Second, I should clarify for the sake of the incurably scholarly that the Gandhis I discuss are all Weberian ideal types. They are tools of analysis and at places-this Max Weber did not bargain for-caricatures. That means they are unreal but not untrue.
Now, the surviving Gandhis. All of them are well known. I am merely bringing to awareness tacit knowledge. It is, however, my responsibility as a psychologist to warn that tacit knowledge is often the most disturbing and the most painful to own up.
The first Gandhi is the Gandhi of the Indian State and Indian nationalism. I find this Gandhi difficult to gulp and so would have, I believe, Gandhi himself. But many people find only this Gandhi tolerable and live happily with him.
The biography and political career of this official Gandhi began early. After Independence, the political presence of the Father of the Nation, his memory and his writings were proving problematic to the functionaries of the young Indian state.
Not merely the strong anarchist strand in his ideology, but even his peculiar denial of clear-cut divisions between the private and the public, the religious and the secular, and the past and the present, were proving to be a real headache.
Nathuram Godse, a self-avowed rationalist and modernist, in his last statement in the court, explicitly claimed he had committed a patricide to save the nascent Indian State from an anti-modern, political neophyte and a lunatic.
After independence, Gandhi’s own associates would have liked to bury Gandhi six feet under the ground, while keeping his image intact as an icon of the Indian nation-state.
Since then, Indian statists of both the right and the left have never acknowledged their enormous debt to Godse for imposing on the Father of the Nation a premature martyrdom that straightaway gave him a saintly status and effectively finished him off as a live political presence.
Their brainchildren still hold it against Gandhi that he has occasionally refused to oblige them and has defied the saintliness imposed on him.
The second Gandhi is the Gandhi of the Gandhians. He is at the moment suffering from an acute case of anaemia. The Gandhians’ Gandhi is occasionally quite loveable and has a grandfatherly, benign presence in the Indian public lore.
But he is often a crushing bore, apart from being a Victorian puritan mistakenly born in India. This Gandhi does not touch politics.
In fact, he cannot touch politics, lest the subsidy and grants to the various ashrams named after him, to hand-spun khadi, and to the ritual seminars on Gandhism dry up.

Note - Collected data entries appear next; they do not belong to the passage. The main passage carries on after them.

//! Facade and dispatch integration tests against a recording stub store.

mod support;

use serde_json::{json, Value};

use crudbus::{
    CrudService, FieldType, QueryParams, Registry, Schema, ServiceError, UpdateParams,
};
use support::{FailingSaveStore, RecordingStore};

fn person_schema() -> Schema {
    Schema::new()
        .required("name", FieldType::String)
        .field("age", FieldType::Number)
}

fn service_with_schema(store: RecordingStore) -> CrudService {
    CrudService::with_schema(person_schema(), Box::new(store))
}

#[test]
fn create_one_coerces_and_strips_before_save() {
    let store = RecordingStore::new();
    let service = service_with_schema(store.clone());

    let result = service
        .create_one(json!({ "name": "Al", "age": "30", "extra": true }))
        .unwrap();

    // The store saw the conformed record, and the facade returned the
    // store's result unchanged (the stub echoes).
    let expected = json!({ "name": "Al", "age": 30 });
    assert_eq!(store.calls(), vec![("save".to_string(), expected.clone())]);
    assert_eq!(result, expected);
}

#[test]
fn create_one_validation_failure_never_touches_store() {
    let store = RecordingStore::new();
    let service = service_with_schema(store.clone());

    let result = service.create_one(json!({ "name": "Al", "age": "not a number" }));
    assert!(matches!(result, Err(ServiceError::Validation(_))));
    assert!(store.calls().is_empty());
}

#[test]
fn create_many_preserves_input_order() {
    let store = RecordingStore::new();
    let service = service_with_schema(store.clone());

    let results = service
        .create_many(vec![
            json!({ "name": "a", "age": "1" }),
            json!({ "name": "b", "age": "2" }),
            json!({ "name": "c", "age": "3" }),
        ])
        .unwrap();

    assert_eq!(
        results,
        vec![
            json!({ "name": "a", "age": 1 }),
            json!({ "name": "b", "age": 2 }),
            json!({ "name": "c", "age": 3 }),
        ]
    );
    assert_eq!(store.call_names(), vec!["save", "save", "save"]);
}

#[test]
fn create_many_rejects_empty_without_store_contact() {
    let store = RecordingStore::new();
    let service = service_with_schema(store.clone());

    let result = service.create_many(vec![]);
    assert!(matches!(result, Err(ServiceError::InvalidInput(_))));
    assert!(store.calls().is_empty());
}

#[test]
fn create_many_fails_whole_call_on_one_bad_record() {
    let store = RecordingStore::new();
    let service = service_with_schema(store.clone());

    let result = service.create_many(vec![
        json!({ "name": "ok" }),
        json!({ "age": 1 }), // missing required name
        json!({ "name": "never reached" }),
    ]);
    assert!(matches!(result, Err(ServiceError::Validation(_))));
    // The bad record aborts the aggregate before later records are saved.
    assert_eq!(store.call_names(), vec!["save"]);
}

#[test]
fn replace_one_shares_the_save_path() {
    let store = RecordingStore::new();
    let service = service_with_schema(store.clone());

    let result = service
        .replace_one(json!({ "name": "Al", "stale": "field" }))
        .unwrap();
    assert_eq!(result, json!({ "name": "Al" }));

    assert!(matches!(
        service.replace_one(json!(42)),
        Err(ServiceError::InvalidInput(_))
    ));
}

#[test]
fn no_schema_passes_writes_through_unchanged() {
    let store = RecordingStore::new();
    let service = CrudService::new(Box::new(store.clone()));

    let record = json!({ "anything": [1, 2], "goes": true });
    let result = service.create_one(record.clone()).unwrap();
    assert_eq!(result, record);
    assert_eq!(store.calls(), vec![("save".to_string(), record)]);
}

#[test]
fn store_save_failure_propagates_unchanged() {
    let store = FailingSaveStore::default();
    let service = CrudService::with_schema(person_schema(), Box::new(store));

    let result = service.create_one(json!({ "name": "Al" }));
    match result {
        Err(ServiceError::Store(e)) => assert_eq!(e.to_string(), "backend error: save refused"),
        other => panic!("expected store error, got {:?}", other.map(|_| ())),
    }
}

#[test]
fn query_returns_store_result() {
    let store = RecordingStore::new();
    let service = CrudService::new(Box::new(store.clone()));

    let result = service
        .query(|store| store.count(QueryParams::default()))
        .unwrap();
    assert_eq!(result, json!(7));
    assert_eq!(store.call_names(), vec!["count"]);
}

#[test]
fn find_by_id_rejects_null_before_store_contact() {
    let store = RecordingStore::new();
    let service = CrudService::new(Box::new(store.clone()));

    assert!(matches!(
        service.find_by_id(&Value::Null),
        Err(ServiceError::InvalidInput(_))
    ));
    assert!(store.calls().is_empty());

    let found = service.find_by_id(&json!("abc")).unwrap();
    assert_eq!(found, json!({ "id": "abc" }));
}

#[test]
fn update_params_pass_through_verbatim() {
    let store = RecordingStore::new();
    let service = CrudService::with_schema(person_schema(), Box::new(store.clone()));

    // Unknown keys and the update document reach the store unvalidated,
    // even though the write path would have stripped them.
    let params = UpdateParams::new(
        json!({ "age": 99, "undeclared": true })
            .as_object()
            .cloned()
            .unwrap(),
    )
    .with("query", json!({ "name": "Al" }))
    .with("anything", json!("else"));

    service.update_one(params.clone()).unwrap();
    service.update_many(params.clone()).unwrap();

    let expected = serde_json::to_value(&params).unwrap();
    assert_eq!(
        store.calls(),
        vec![
            ("updateOne".to_string(), expected.clone()),
            ("updateMany".to_string(), expected),
        ]
    );
}

#[test]
fn set_store_affects_subsequent_operations_only() {
    let first = RecordingStore::new();
    let second = RecordingStore::new();
    let mut service = CrudService::new(Box::new(first.clone()));

    service.count(QueryParams::default()).unwrap();
    service.set_store(Box::new(second.clone()));
    service.find_one(QueryParams::default()).unwrap();

    assert_eq!(first.call_names(), vec!["count"]);
    assert_eq!(second.call_names(), vec!["findOne"]);
}

#[test]
fn dispatch_rejections_never_reach_the_store() {
    let store = RecordingStore::new();
    let registry = Registry::new(service_with_schema(store.clone()));

    assert!(registry.dispatch("findById", Value::Null).is_err());
    assert!(registry.dispatch("createMany", json!([])).is_err());
    assert!(registry.dispatch("updateOne", json!({ "query": {} })).is_err());
    assert!(registry
        .dispatch("updateMany", json!({ "update": "not an object" }))
        .is_err());
    assert!(registry
        .dispatch("findMany", json!({ "limit": "not a number" }))
        .is_err());

    assert!(store.calls().is_empty());
}

#[test]
fn dispatch_null_equals_empty_object_for_optional_shapes() {
    for operation in ["findOne", "findMany", "deleteOne", "deleteMany", "count"] {
        let store = RecordingStore::new();
        let registry = Registry::new(CrudService::new(Box::new(store.clone())));

        let with_null = registry.dispatch(operation, Value::Null).unwrap();
        let with_empty = registry.dispatch(operation, json!({})).unwrap();
        assert_eq!(with_null, with_empty, "operation {}", operation);

        let calls = store.calls();
        assert_eq!(calls.len(), 2, "operation {}", operation);
        assert_eq!(calls[0], calls[1], "operation {}", operation);
    }
}

#[test]
fn dispatch_end_to_end_with_schema() {
    let store = RecordingStore::new();
    let registry = Registry::new(service_with_schema(store.clone()));

    let result = registry
        .dispatch("createOne", json!({ "name": "Al", "age": "30", "extra": true }))
        .unwrap();
    assert_eq!(result, json!({ "name": "Al", "age": 30 }));

    let results = registry
        .dispatch("createMany", json!([{ "name": "b" }, { "name": "c" }]))
        .unwrap();
    assert_eq!(results, json!([{ "name": "b" }, { "name": "c" }]));
}

#[test]
fn swapping_the_store_through_the_registry() {
    let first = RecordingStore::new();
    let second = RecordingStore::new();
    let mut registry = Registry::new(CrudService::new(Box::new(first.clone())));

    registry.dispatch("count", Value::Null).unwrap();
    registry.service_mut().set_store(Box::new(second.clone()));
    registry.dispatch("count", Value::Null).unwrap();

    assert_eq!(first.call_names(), vec!["count"]);
    assert_eq!(second.call_names(), vec!["count"]);
}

He does occasionally, in this incarnation, convene meetings to condemn the growing criminalization of politics, uneven development or corruption in the country.
In these seminars everybody sheds bountiful tears about the state of affairs without naming any names. The Gandhi of Gandhians travels all over the world to preach Gandhism or lecture on Gandhian thought. He, however, speaks much less frequently to the Indians.
Rightly so, because in India his audience is pathetically small. And even they come because they expect to be seen. The average age of such Gandhians is at the moment about to touch hundred. The Gandhians feel that this is because Indian people have failed Gandhi.
Those less respectful towards such Gandhians feel that it is actually the Gandhians who have failed both the Indian people and Gandhi.
The third Gandhi is the Gandhi of the ragamuffins, eccentrics and the unpredictable. This Gandhi is more hostile to Coca-Cola than to Scotch whisky and considers the local versions of Coca-Cola more dangerous than imported ones.
This is because his objection to highly mechanized fast foods is structural and, therefore, he considers it more dangerous if, on nationalist grounds, long-lasting, deep-rooted Indian structures are created to produce superfluous items of mass consumption within the Indian economy.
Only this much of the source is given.